Channel coding to exploit soft decisions and error-dependence in channels with memory.

Abstract

Many real-world communications channels exhibit memory. That is, the sequence of symbol errors in the channel output contains a statistical dependence. Frequently the dependence in this error process takes the form of burstiness; channel errors tend to occur in short bursts with long error-free intervals in between. For an application involving random-error correcting codes, this error dependence is typically removed (actually just ignored) by interleaving/deinterleaving. In this thesis we show that with a moderate increase in decoder complexity, soft-decision information and knowledge of the channel memory can be used to improve decoder performance. In this thesis we introduce a new, general, error-correction coding scheme for use on soft-decision channels with memory.
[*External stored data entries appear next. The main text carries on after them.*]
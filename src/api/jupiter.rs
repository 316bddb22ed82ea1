use super::{SimulationResult, TradeSimulator};
use crate::error::ServiceError;
use async_trait::async_trait;
use reqwest::{Client, StatusCode};
use serde::Deserialize;

// Jupiter Swap API v1
// Docs: https://dev.jup.ag/docs/swap-api/get-quote
pub const JUPITER_QUOTE_API: &str = "https://lite-api.jup.ag/swap/v1";
pub const USDC_MINT: &str = "EPjFWdd5AufqSSqeM2qN1xzybapC8G4wEGGkZwyTDt1v";
const USDC_DECIMALS: u32 = 6;
const SERVICE: &str = "jupiter";

#[derive(Debug, Deserialize)]
#[serde(rename_all = "camelCase")]
struct QuoteResponse {
    in_amount: String,
    out_amount: String,
    price_impact_pct: String,
    #[serde(default)]
    route_plan: Vec<serde_json::Value>, // Complex nested structure, only checked for emptiness
}

/// Quote information from Jupiter
#[derive(Debug, Clone)]
pub struct Quote {
    pub in_amount: u64,
    pub out_amount: u64,
    pub price_impact_pct: f64, // percent, 1.0 = 1%
    pub route_count: usize,
}

/// Pre-trade check against Jupiter quotes.
///
/// Recommends execution only when a route exists and its price impact is
/// within the configured ceiling.
#[derive(Clone)]
pub struct JupiterSimulator {
    client: Client,
    base_url: String,
    quote_mint: String,
    quote_decimals: u32,
    slippage_bps: u16,
    max_price_impact_pct: f64,
}

impl JupiterSimulator {
    pub fn new(slippage_bps: u16, max_price_impact_pct: f64) -> Self {
        Self::with_base_url(JUPITER_QUOTE_API, slippage_bps, max_price_impact_pct)
    }

    pub fn with_base_url(
        base_url: impl Into<String>,
        slippage_bps: u16,
        max_price_impact_pct: f64,
    ) -> Self {
        Self {
            client: Client::new(),
            base_url: base_url.into(),
            quote_mint: USDC_MINT.to_string(),
            quote_decimals: USDC_DECIMALS,
            slippage_bps,
            max_price_impact_pct,
        }
    }

    /// Quote asset the engine spends, with its decimal places
    pub fn with_quote_mint(mut self, mint: impl Into<String>, decimals: u32) -> Self {
        self.quote_mint = mint.into();
        self.quote_decimals = decimals;
        self
    }

    /// Get a quote for swapping tokens
    ///
    /// # Arguments
    /// * `input_mint` - Input token mint address
    /// * `output_mint` - Output token mint address
    /// * `amount` - Amount in raw units (smallest denomination of the input)
    ///
    /// Returns `Ok(None)` when Jupiter reports no route.
    pub async fn get_quote(
        &self,
        input_mint: &str,
        output_mint: &str,
        amount: u64,
    ) -> Result<Option<Quote>, ServiceError> {
        let url = format!(
            "{}/quote?inputMint={}&outputMint={}&amount={}&slippageBps={}",
            self.base_url, input_mint, output_mint, amount, self.slippage_bps
        );

        let response = self
            .client
            .get(&url)
            .send()
            .await
            .map_err(|e| ServiceError::unavailable(SERVICE, e))?;

        let status = response.status();
        match status {
            StatusCode::TOO_MANY_REQUESTS => {
                return Err(ServiceError::RateLimited {
                    service: SERVICE.to_string(),
                })
            }
            // Unroutable pairs come back as client errors
            StatusCode::BAD_REQUEST | StatusCode::NOT_FOUND => {
                let body = response.text().await.unwrap_or_default();
                tracing::debug!("No Jupiter route {} -> {}: {}", input_mint, output_mint, body);
                return Ok(None);
            }
            s if !s.is_success() => {
                let body = response.text().await.unwrap_or_default();
                return Err(ServiceError::Http {
                    service: SERVICE.to_string(),
                    status: s.as_u16(),
                    body,
                });
            }
            _ => {}
        }

        let quote: QuoteResponse = response
            .json()
            .await
            .map_err(|e| ServiceError::invalid(SERVICE, e))?;

        let in_amount: u64 = quote
            .in_amount
            .parse()
            .map_err(|e| ServiceError::invalid(SERVICE, e))?;
        let out_amount: u64 = quote
            .out_amount
            .parse()
            .map_err(|e| ServiceError::invalid(SERVICE, e))?;
        // Jupiter reports impact as a fraction
        let price_impact: f64 = quote.price_impact_pct.parse().unwrap_or(0.0);

        Ok(Some(Quote {
            in_amount,
            out_amount,
            price_impact_pct: price_impact * 100.0,
            route_count: quote.route_plan.len(),
        }))
    }
}

#[async_trait]
impl TradeSimulator for JupiterSimulator {
    async fn simulate(
        &self,
        token_address: &str,
        amount: f64,
    ) -> Result<SimulationResult, ServiceError> {
        let raw_amount = (amount * 10f64.powi(self.quote_decimals as i32)).floor();
        if !raw_amount.is_finite() || raw_amount < 1.0 {
            return Ok(SimulationResult::reject(format!("amount {} too small to quote", amount)));
        }

        let Some(quote) = self
            .get_quote(&self.quote_mint, token_address, raw_amount as u64)
            .await?
        else {
            return Ok(SimulationResult::reject("no route"));
        };

        if quote.route_count == 0 || quote.out_amount == 0 {
            return Ok(SimulationResult::reject("empty route"));
        }

        if quote.price_impact_pct > self.max_price_impact_pct {
            let mut result = SimulationResult::reject(format!(
                "price impact {:.2}% above {:.2}%",
                quote.price_impact_pct, self.max_price_impact_pct
            ));
            result.price_impact_pct = quote.price_impact_pct;
            return Ok(result);
        }

        Ok(SimulationResult::execute(quote.price_impact_pct))
    }
}
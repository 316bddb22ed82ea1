//! Reduces per-strategy votes to a single trade plan.

use crate::models::{SignalResult, TradeAction, TradePlan};
use serde::{Deserialize, Serialize};

pub const DEFAULT_BUY_THRESHOLD: f64 = 50.0;
pub const DEFAULT_SELL_THRESHOLD: f64 = 50.0;

#[derive(Debug, Clone, Deserialize)]
#[serde(default)]
pub struct ConsensusConfig {
    pub buy_threshold: f64,
    pub sell_threshold: f64,
}

impl Default for ConsensusConfig {
    fn default() -> Self {
        Self {
            buy_threshold: DEFAULT_BUY_THRESHOLD,
            sell_threshold: DEFAULT_SELL_THRESHOLD,
        }
    }
}

/// Share of evaluated strategies voting each way, in percent
#[derive(Debug, Clone, Copy, Serialize, Deserialize, PartialEq)]
#[serde(rename_all = "camelCase")]
pub struct ConsensusScore {
    pub buy_percentage: f64,
    pub sell_percentage: f64,
    pub evaluated: usize,
}

/// buy% = 100·B/N and sell% = 100·S/N over the evaluated strategies.
/// No evaluated strategies reports 0/0.
pub fn aggregate(signals: &[SignalResult]) -> ConsensusScore {
    let evaluated = signals.len();
    if evaluated == 0 {
        return ConsensusScore {
            buy_percentage: 0.0,
            sell_percentage: 0.0,
            evaluated: 0,
        };
    }

    let buys = signals.iter().filter(|s| s.should_buy).count();
    let sells = signals.iter().filter(|s| s.should_sell).count();

    ConsensusScore {
        buy_percentage: 100.0 * buys as f64 / evaluated as f64,
        sell_percentage: 100.0 * sells as f64 / evaluated as f64,
        evaluated,
    }
}

/// Compare the score against the thresholds.
///
/// Buy is checked first, so when both thresholds are met the plan buys.
pub fn generate_trade_plan(
    token_address: &str,
    score: &ConsensusScore,
    buy_threshold: f64,
    sell_threshold: f64,
) -> TradePlan {
    let mut reasoning = Vec::new();

    let action = if score.evaluated == 0 {
        reasoning.push("No strategies had enough data to vote".to_string());
        TradeAction::Hold
    } else if score.buy_percentage >= buy_threshold {
        reasoning.push(format!(
            "Buy consensus {:.1}% of {} strategies meets threshold {:.1}%",
            score.buy_percentage, score.evaluated, buy_threshold
        ));
        TradeAction::Buy
    } else if score.sell_percentage >= sell_threshold {
        reasoning.push(format!(
            "Sell consensus {:.1}% of {} strategies meets threshold {:.1}%",
            score.sell_percentage, score.evaluated, sell_threshold
        ));
        TradeAction::Sell
    } else {
        reasoning.push(format!(
            "No consensus: buy {:.1}% (needs {:.1}%), sell {:.1}% (needs {:.1}%)",
            score.buy_percentage, buy_threshold, score.sell_percentage, sell_threshold
        ));
        TradeAction::Hold
    };

    TradePlan {
        token_address: token_address.to_string(),
        action,
        buy_percentage: score.buy_percentage,
        sell_percentage: score.sell_percentage,
        reasoning,
    }
}
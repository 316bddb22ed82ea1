use crate::models::BacktestSummary;
use chrono::{DateTime, Utc};
use serde::{Deserialize, Serialize};

/// Record of a single simulated round trip
#[derive(Debug, Clone, Serialize, Deserialize)]
pub struct TradeRecord {
    pub entry_time: DateTime<Utc>,
    pub exit_time: DateTime<Utc>,
    pub entry_price: f64,
    pub exit_price: f64,
    pub pnl_pct: f64,
    pub holding_period_minutes: i64,
}

impl TradeRecord {
    pub fn new(
        entry_time: DateTime<Utc>,
        entry_price: f64,
        exit_time: DateTime<Utc>,
        exit_price: f64,
    ) -> Self {
        let pnl_pct = if entry_price > 0.0 {
            (exit_price - entry_price) / entry_price * 100.0
        } else {
            0.0
        };

        Self {
            entry_time,
            exit_time,
            entry_price,
            exit_price,
            pnl_pct,
            holding_period_minutes: (exit_time - entry_time).num_minutes(),
        }
    }
}

/// Per-strategy backtest performance.
///
/// Profits are percentages of the entry price so strategies can be compared
/// without a notional portfolio size.
#[derive(Debug, Clone, Serialize, Deserialize)]
pub struct BacktestMetrics {
    pub strategy_name: String,

    // Trade Statistics
    pub total_trades: usize,
    pub winning_trades: usize,
    pub losing_trades: usize,
    pub win_rate: f64,

    // P&L Distribution
    pub avg_profit_pct: f64,
    pub total_profit_pct: f64,
    pub largest_win: f64,
    pub largest_loss: f64,

    // Risk Metrics
    pub max_drawdown_pct: f64,
    pub sharpe_ratio: f64,

    pub avg_holding_period_minutes: f64,

    // A position still open at the end of the series
    pub open_at_end: bool,

    pub trades: Vec<TradeRecord>,
}

impl BacktestMetrics {
    /// Calculate metrics from closed trades
    pub fn from_trades(strategy_name: &str, trades: Vec<TradeRecord>, open_at_end: bool) -> Self {
        let total_trades = trades.len();

        if total_trades == 0 {
            return Self::empty(strategy_name, open_at_end);
        }

        let winning_trades = trades.iter().filter(|t| t.pnl_pct > 0.0).count();
        let losing_trades = total_trades - winning_trades;
        let win_rate = winning_trades as f64 / total_trades as f64 * 100.0;

        let total_profit_pct: f64 = trades.iter().map(|t| t.pnl_pct).sum();
        let avg_profit_pct = total_profit_pct / total_trades as f64;

        let largest_win = trades
            .iter()
            .map(|t| t.pnl_pct)
            .filter(|p| *p > 0.0)
            .fold(0.0, f64::max);
        let largest_loss = trades
            .iter()
            .map(|t| t.pnl_pct)
            .filter(|p| *p <= 0.0)
            .fold(0.0, f64::min);

        let avg_holding_period_minutes = trades
            .iter()
            .map(|t| t.holding_period_minutes)
            .sum::<i64>() as f64
            / total_trades as f64;

        Self {
            strategy_name: strategy_name.to_string(),
            total_trades,
            winning_trades,
            losing_trades,
            win_rate,
            avg_profit_pct,
            total_profit_pct,
            largest_win,
            largest_loss,
            max_drawdown_pct: Self::calculate_drawdown(&trades),
            sharpe_ratio: Self::calculate_sharpe_ratio(&trades),
            avg_holding_period_minutes,
            open_at_end,
            trades,
        }
    }

    /// Empty metrics for when no trades closed
    fn empty(strategy_name: &str, open_at_end: bool) -> Self {
        Self {
            strategy_name: strategy_name.to_string(),
            total_trades: 0,
            winning_trades: 0,
            losing_trades: 0,
            win_rate: 0.0,
            avg_profit_pct: 0.0,
            total_profit_pct: 0.0,
            largest_win: 0.0,
            largest_loss: 0.0,
            max_drawdown_pct: 0.0,
            sharpe_ratio: 0.0,
            avg_holding_period_minutes: 0.0,
            open_at_end,
            trades: vec![],
        }
    }

    /// Compact form attached to a SignalResult
    pub fn summary(&self) -> BacktestSummary {
        BacktestSummary {
            closed_trades: self.total_trades,
            win_rate: self.win_rate,
            average_profit: self.avg_profit_pct,
            total_profit: self.total_profit_pct,
            max_drawdown: self.max_drawdown_pct,
            sharpe_ratio: self.sharpe_ratio,
        }
    }

    /// Maximum peak-to-trough drop of compounded equity, in percent
    fn calculate_drawdown(trades: &[TradeRecord]) -> f64 {
        let mut equity = 1.0;
        let mut peak = 1.0;
        let mut max_dd: f64 = 0.0;

        for trade in trades {
            equity *= 1.0 + trade.pnl_pct / 100.0;
            peak = f64::max(peak, equity);
            if peak > 0.0 {
                max_dd = max_dd.max((peak - equity) / peak * 100.0);
            }
        }

        max_dd
    }

    /// Calculate Sharpe ratio (simplified)
    /// Assumes risk-free rate of 0 for simplicity
    fn calculate_sharpe_ratio(trades: &[TradeRecord]) -> f64 {
        if trades.is_empty() {
            return 0.0;
        }

        let returns: Vec<f64> = trades.iter().map(|t| t.pnl_pct).collect();
        let mean_return = returns.iter().sum::<f64>() / returns.len() as f64;

        let variance = returns
            .iter()
            .map(|r| {
                let diff = r - mean_return;
                diff * diff
            })
            .sum::<f64>()
            / returns.len() as f64;

        let std_dev = variance.sqrt();

        if std_dev > 0.0 {
            mean_return / std_dev
        } else {
            0.0
        }
    }
}

#[cfg(test)]
mod tests {
    use super::*;
    use chrono::Duration;

    fn trade(entry: f64, exit: f64) -> TradeRecord {
        let t0 = Utc::now();
        TradeRecord::new(t0, entry, t0 + Duration::minutes(60), exit)
    }

    #[test]
    fn test_empty_metrics_are_zero_not_nan() {
        let metrics = BacktestMetrics::from_trades("rsi", vec![], true);
        assert_eq!(metrics.total_trades, 0);
        assert_eq!(metrics.win_rate, 0.0);
        assert_eq!(metrics.avg_profit_pct, 0.0);
        assert!(metrics.open_at_end);

        let summary = metrics.summary();
        assert_eq!(summary.closed_trades, 0);
        assert!(!summary.win_rate.is_nan());
        assert!(!summary.average_profit.is_nan());
    }

    #[test]
    fn test_win_rate_and_profit() {
        let trades = vec![trade(100.0, 110.0), trade(100.0, 95.0), trade(100.0, 120.0), trade(100.0, 100.0)];
        let metrics = BacktestMetrics::from_trades("rsi", trades, false);

        assert_eq!(metrics.total_trades, 4);
        assert_eq!(metrics.winning_trades, 2);
        assert_eq!(metrics.losing_trades, 2);
        assert!((metrics.win_rate - 50.0).abs() < 1e-9);
        assert!((metrics.total_profit_pct - 25.0).abs() < 1e-9);
        assert!((metrics.avg_profit_pct - 6.25).abs() < 1e-9);
        assert!((metrics.largest_win - 20.0).abs() < 1e-9);
        assert!((metrics.largest_loss + 5.0).abs() < 1e-9);
        assert_eq!(metrics.avg_holding_period_minutes, 60.0);
    }

    #[test]
    fn test_drawdown_compounds() {
        // +10%, -20%: peak 1.10, trough 0.88
        let trades = vec![trade(100.0, 110.0), trade(100.0, 80.0)];
        let metrics = BacktestMetrics::from_trades("rsi", trades, false);
        assert!((metrics.max_drawdown_pct - 20.0).abs() < 1e-9);
    }

    #[test]
    fn test_zero_entry_price_is_zero_pnl() {
        let record = trade(0.0, 5.0);
        assert_eq!(record.pnl_pct, 0.0);
    }
}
Then, for the specific case of a slow-frequency-hopped code-division multiple-access (SFH-CDMA) channel, it will be shown that a significant performance gain can be obtained by using this new decoder. The results of the SFH-CDMA investigation demonstrate that for an SFH-CDMA system appropriate to a cellular telephone network, the new decoder can increase the code rate by 10% to 300% over a baseline decoder using the same interleaving frame but based on hard-decision, random-error correcting coding. This performance advantage requires roughly a three to eight-fold increase in the complexity of the decoder.